▸ **Required work**: Should a line below contain the word "hits", report it.

▸ **Saved data entries**:
==================================================

//! End-to-end tests of loading and dispatch through `ExtensionManager`.

use std::path::Path;
use std::sync::Arc;
use std::sync::atomic::{AtomicUsize, Ordering};

use parking_lot::Mutex;
use serde_json::json;

use lynx_cache::CacheStore;
use lynx_plugin::hooks::definitions::{ClientHandle, Connection, Session};
use lynx_plugin::prelude::*;
use lynx_plugin::{BuiltinCatalog, CapabilityInjector, ExtensionManager, Toolkit};

fn touch(dir: &Path, name: &str) {
    std::fs::write(dir.join(name), b"").unwrap();
}

fn injector(root: &Path, cache: Arc<CacheStore>) -> CapabilityInjector {
    CapabilityInjector::new(cache, Arc::new(Toolkit::new("ffmpeg").unwrap()), root)
}

fn request() -> Request {
    Request::new(
        "GET",
        "/index.html",
        "HTTP/1.1",
        ClientHandle::new("127.0.0.1:40000".parse().unwrap()),
    )
}

fn tag_request(header: &'static str) -> impl Fn(&mut ExtensionContext) -> anyhow::Result<()> {
    move |ctx: &mut ExtensionContext| -> anyhow::Result<()> {
        ctx.hooks().before_request(move |req| {
            req.set_header(header, "1");
            Ok(())
        });
        Ok(())
    }
}

#[test]
fn test_failing_registration_is_skipped_and_rolled_back() {
    let dir = tempfile::tempdir().unwrap();
    let wsp = dir.path().join("wsp");
    std::fs::create_dir_all(&wsp).unwrap();
    for name in ["a.wsp", "b.wsp", "c.wsp", "d.wsp"] {
        touch(&wsp, name);
    }

    let catalog = BuiltinCatalog::new()
        .with("a", tag_request("X-A"))
        .with("b", |ctx: &mut ExtensionContext| -> anyhow::Result<()> {
            ctx.hooks().before_request(|req| {
                req.set_header("X-B", "1");
                Ok(())
            });
            anyhow::bail!("missing configuration")
        })
        .with("c", |ctx: &mut ExtensionContext| -> anyhow::Result<()> {
            ctx.hooks().after_request(|_, _| Ok(()));
            panic!("registration bug")
        })
        .with("d", tag_request("X-D"));

    let mut manager = ExtensionManager::new(
        injector(dir.path(), Arc::new(CacheStore::in_memory())),
        catalog,
    );
    manager.load_all(&wsp, "wsp").unwrap();

    let loaded: Vec<&str> = manager.extensions().iter().map(|r| r.name.as_str()).collect();
    assert_eq!(loaded, vec!["a", "d"]);

    let failed: Vec<&str> = manager.failures().iter().map(|f| f.name.as_str()).collect();
    assert_eq!(failed, vec!["b", "c"]);
    assert!(manager.failures()[0].message.contains("missing configuration"));
    assert!(manager.failures()[1].message.contains("registration bug"));
    assert!(manager.failures()[1].trace.is_some());

    let dispatcher = manager.dispatcher();
    assert_eq!(dispatcher.registry().len(HookKind::BeforeRequest), 2);
    assert_eq!(dispatcher.registry().len(HookKind::AfterRequest), 0);

    let mut req = request();
    dispatcher.before_request(&mut req);
    assert_eq!(req.header("x-a"), Some("1"));
    assert_eq!(req.header("x-b"), None);
    assert_eq!(req.header("x-d"), Some("1"));
}

#[test]
fn test_unknown_artifact_is_a_load_failure() {
    let dir = tempfile::tempdir().unwrap();
    let wsp = dir.path().join("wsp");
    std::fs::create_dir_all(&wsp).unwrap();
    touch(&wsp, "ghost.wsp");
    touch(&wsp, "real.wsp");

    let catalog = BuiltinCatalog::new().with("real", tag_request("X-Real"));
    let mut manager = ExtensionManager::new(
        injector(dir.path(), Arc::new(CacheStore::in_memory())),
        catalog,
    );
    manager.load_all(&wsp, "wsp").unwrap();

    assert_eq!(manager.extensions().len(), 1);
    assert_eq!(manager.failures().len(), 1);
    assert_eq!(manager.failures()[0].name, "ghost");
}

#[test]
fn test_chain_order_follows_file_names() {
    let dir = tempfile::tempdir().unwrap();
    let wsp = dir.path().join("wsp");
    std::fs::create_dir_all(&wsp).unwrap();
    for name in ["20-second.wsp", "10-first.wsp", "30-third.wsp"] {
        touch(&wsp, name);
    }

    let append = |label: &'static str| {
        move |ctx: &mut ExtensionContext| -> anyhow::Result<()> {
            ctx.hooks().after_request(move |_, resp| {
                let mut trail = resp.header("X-Trail").unwrap_or("").to_string();
                trail.push_str(label);
                resp.set_header("X-Trail", trail);
                Ok(())
            });
            Ok(())
        }
    };

    let catalog = BuiltinCatalog::new()
        .with("30-third", append("3"))
        .with("10-first", append("1"))
        .with("20-second", append("2"));
    let mut manager = ExtensionManager::new(
        injector(dir.path(), Arc::new(CacheStore::in_memory())),
        catalog,
    );
    manager.load_all(&wsp, "wsp").unwrap();

    let mut req = request();
    let mut resp = Response::new(200);
    manager.dispatcher().after_request(&mut req, &mut resp);
    assert_eq!(resp.header("x-trail"), Some("123"));
}

#[test]
fn test_mid_chain_failure_does_not_stop_later_callbacks() {
    let dir = tempfile::tempdir().unwrap();
    let wsp = dir.path().join("wsp");
    std::fs::create_dir_all(&wsp).unwrap();
    for name in ["1.wsp", "2.wsp", "3.wsp"] {
        touch(&wsp, name);
    }

    let catalog = BuiltinCatalog::new()
        .with("1", tag_request("X-A"))
        .with("2", |ctx: &mut ExtensionContext| -> anyhow::Result<()> {
            ctx.hooks().before_request(|req| {
                let _ = req.header("x-a");
                panic!("callback bug")
            });
            Ok(())
        })
        .with("3", |ctx: &mut ExtensionContext| -> anyhow::Result<()> {
            ctx.hooks().before_request(|req| {
                let seen = req.header("x-a").unwrap_or("no").to_string();
                req.set_header("X-C-Saw-A", seen);
                Ok(())
            });
            Ok(())
        });
    let mut manager = ExtensionManager::new(
        injector(dir.path(), Arc::new(CacheStore::in_memory())),
        catalog,
    );
    manager.load_all(&wsp, "wsp").unwrap();

    let mut req = request();
    let report = manager.dispatcher().before_request(&mut req);

    assert_eq!(report.invoked, 3);
    assert_eq!(report.failures.len(), 1);
    assert_eq!(report.failures[0].extension, "2");
    assert!(report.failures[0].panicked);
    assert_eq!(req.header("x-c-saw-a"), Some("1"));
}

fn record_order(
    order: Arc<Mutex<Vec<usize>>>,
    index: usize,
    fail: bool,
) -> impl Fn(&mut ExtensionContext) -> anyhow::Result<()> {
    move |ctx: &mut ExtensionContext| -> anyhow::Result<()> {
        let order = Arc::clone(&order);
        ctx.hooks().before_request(move |_| {
            order.lock().push(index);
            if fail {
                anyhow::bail!("callback {index} failed");
            }
            Ok(())
        });
        Ok(())
    }
}

#[test]
fn test_erroring_callback_runs_once_in_order_with_the_rest() {
    let dir = tempfile::tempdir().unwrap();
    let wsp = dir.path().join("wsp");
    std::fs::create_dir_all(&wsp).unwrap();
    for name in ["1.wsp", "2.wsp", "3.wsp"] {
        touch(&wsp, name);
    }

    let order = Arc::new(Mutex::new(Vec::new()));
    let catalog = BuiltinCatalog::new()
        .with("1", record_order(Arc::clone(&order), 1, false))
        .with("2", record_order(Arc::clone(&order), 2, true))
        .with("3", record_order(Arc::clone(&order), 3, false));
    let mut manager = ExtensionManager::new(
        injector(dir.path(), Arc::new(CacheStore::in_memory())),
        catalog,
    );
    manager.load_all(&wsp, "wsp").unwrap();

    let mut req = request();
    let report = manager.dispatcher().before_request(&mut req);

    assert_eq!(*order.lock(), vec![1, 2, 3]);
    assert_eq!(report.invoked, 3);
    assert_eq!(report.failures.len(), 1);
    assert_eq!(report.failures[0].position, 1);
    assert!(!report.failures[0].panicked);
    assert!(report.failures[0].message.contains("callback 2 failed"));
}

#[test]
fn test_contexts_share_cache_and_get_private_work_dirs() {
    let dir = tempfile::tempdir().unwrap();
    let wsp = dir.path().join("wsp");
    std::fs::create_dir_all(&wsp).unwrap();
    touch(&wsp, "reader.wsp");
    touch(&wsp, "writer.wsp");
    let cache_file = dir.path().join("cache.dat");

    let catalog = BuiltinCatalog::new()
        // loads second
        .with("writer", |ctx: &mut ExtensionContext| -> anyhow::Result<()> {
            assert_eq!(ctx.cache().get("reader_saw"), Some(json!(false)));
            ctx.cache().set("writer", ctx.work_dir().display().to_string());
            ctx.save_cache()?;
            Ok(())
        })
        .with("reader", |ctx: &mut ExtensionContext| -> anyhow::Result<()> {
            ctx.cache().set("reader_saw", ctx.cache().contains_key("writer"));
            assert!(ctx.work_dir().is_dir());
            Ok(())
        });

    let cache = Arc::new(CacheStore::load(&cache_file));
    let mut manager = ExtensionManager::new(injector(dir.path(), Arc::clone(&cache)), catalog);
    manager.load_all(&wsp, "wsp").unwrap();

    assert_eq!(manager.extensions().len(), 2);
    assert!(dir.path().join("reader").is_dir());
    assert!(dir.path().join("writer").is_dir());
    assert_eq!(
        manager.extensions()[1].work_dir,
        dir.path().join("writer")
    );

    let reloaded = CacheStore::load(&cache_file);
    assert_eq!(
        reloaded.get("writer"),
        Some(json!(dir.path().join("writer").display().to_string()))
    );
}

#[test]
fn test_concurrent_dispatch_counts_every_request() {
    const REQUESTS: usize = 200;
    let dir = tempfile::tempdir().unwrap();
    let wsp = dir.path().join("wsp");
    std::fs::create_dir_all(&wsp).unwrap();
    touch(&wsp, "counter.wsp");

    let catalog = BuiltinCatalog::new().with("counter", |ctx: &mut ExtensionContext| -> anyhow::Result<()> {
        let cache = Arc::clone(ctx.cache());
        ctx.hooks().before_request(move |_| {
            cache.update("hits", |v| *v = json!(v.as_u64().unwrap_or(0) + 1));
            Ok(())
        });
        Ok(())
    });
    let cache = Arc::new(CacheStore::in_memory());
    let mut manager = ExtensionManager::new(injector(dir.path(), Arc::clone(&cache)), catalog);
    manager.load_all(&wsp, "wsp").unwrap();
    let dispatcher = manager.dispatcher();

    std::thread::scope(|scope| {
        for _ in 0..8 {
            let dispatcher = dispatcher.clone();
            scope.spawn(move || {
                for _ in 0..REQUESTS / 8 {
                    dispatcher.before_request(&mut request());
                }
            });
        }
    });

    assert_eq!(cache.get("hits"), Some(json!(REQUESTS)));
}

#[test]
fn test_websocket_hooks_reply_through_connection() {
    let dir = tempfile::tempdir().unwrap();
    let wsp = dir.path().join("wsp");
    std::fs::create_dir_all(&wsp).unwrap();
    touch(&wsp, "echo.wsp");

    let connects = Arc::new(AtomicUsize::new(0));
    let seen = Arc::clone(&connects);
    let catalog = BuiltinCatalog::new().with("echo", move |ctx: &mut ExtensionContext| -> anyhow::Result<()> {
        let seen = Arc::clone(&seen);
        ctx.hooks()
            .websocket_connect(move |conn, _| {
                seen.fetch_add(1, Ordering::SeqCst);
                conn.send_text("welcome")?;
                Ok(())
            })
            .websocket_message(|conn, _, msg| {
                if let Some(text) = msg.as_text() {
                    conn.send_text(text.to_uppercase())?;
                }
                Ok(())
            });
        Ok(())
    });
    let mut manager = ExtensionManager::new(
        injector(dir.path(), Arc::new(CacheStore::in_memory())),
        catalog,
    );
    manager.load_all(&wsp, "wsp").unwrap();
    let dispatcher = manager.dispatcher();

    let (conn, mut rx) = Connection::new(8);
    let session = Session::new(conn, "10.1.1.1:5555".parse().unwrap());
    dispatcher.websocket_connect(&session);
    dispatcher.websocket_message(&session, &WsMessage::Text("hi".into()));
    dispatcher.websocket_close(&session);

    assert_eq!(connects.load(Ordering::SeqCst), 1);
    assert_eq!(rx.try_recv().unwrap(), WsMessage::Text("welcome".into()));
    assert_eq!(rx.try_recv().unwrap(), WsMessage::Text("HI".into()));
}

==================================================

▸ **Solution below**:
            cache.update("hits", |v| *v = json!(v.as_u64().unwrap_or(0) + 1));
    assert_eq!(cache.get("hits"), Some(json!(REQUESTS)));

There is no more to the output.